## What is required
Everything in the listing beneath must be transcribed exactly.

## Listed records
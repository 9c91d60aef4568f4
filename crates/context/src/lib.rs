//! Output sinks for renderer statements.
//!
//! # Invariants
//! - Every variant accepts the same statement vocabulary.
//! - A statement needing an undeclared capability is rejected before anything is written.
//! - Statements are written in call order.

mod api;
mod file;
mod package;
mod ply;
mod sink;
mod statement;

pub use api::{ApiContext, RecordingApi, RenderApi, StatementLog};
pub use file::{FileContext, FileSubset, format_params, format_statement};
pub use package::{PackageContext, PackageDocument, PackageRecord};
pub use ply::{PlyMesh, write_ply};
pub use sink::{Context, ContextError};
pub use statement::{Capability, LogicalFile, Statement};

## Exercise response
repository 9c91d60aef4568f4
filename crates/context/src/lib.rs
//! Output sinks for renderer statements.
//!
//! # Invariants
//! - Every variant accepts the same statement vocabulary.
//! - A statement needing an undeclared capability is rejected before anything is written.
//! - Statements are written in call order.

mod api;
mod file;
mod package;
mod ply;
mod sink;
mod statement;

pub use api::{ApiContext, RecordingApi, RenderApi, StatementLog};
pub use file::{FileContext, FileSubset, format_params, format_statement};
pub use package::{PackageContext, PackageDocument, PackageRecord};
pub use ply::{PlyMesh, write_ply};
pub use sink::{Context, ContextError};
pub use statement::{Capability, LogicalFile, Statement};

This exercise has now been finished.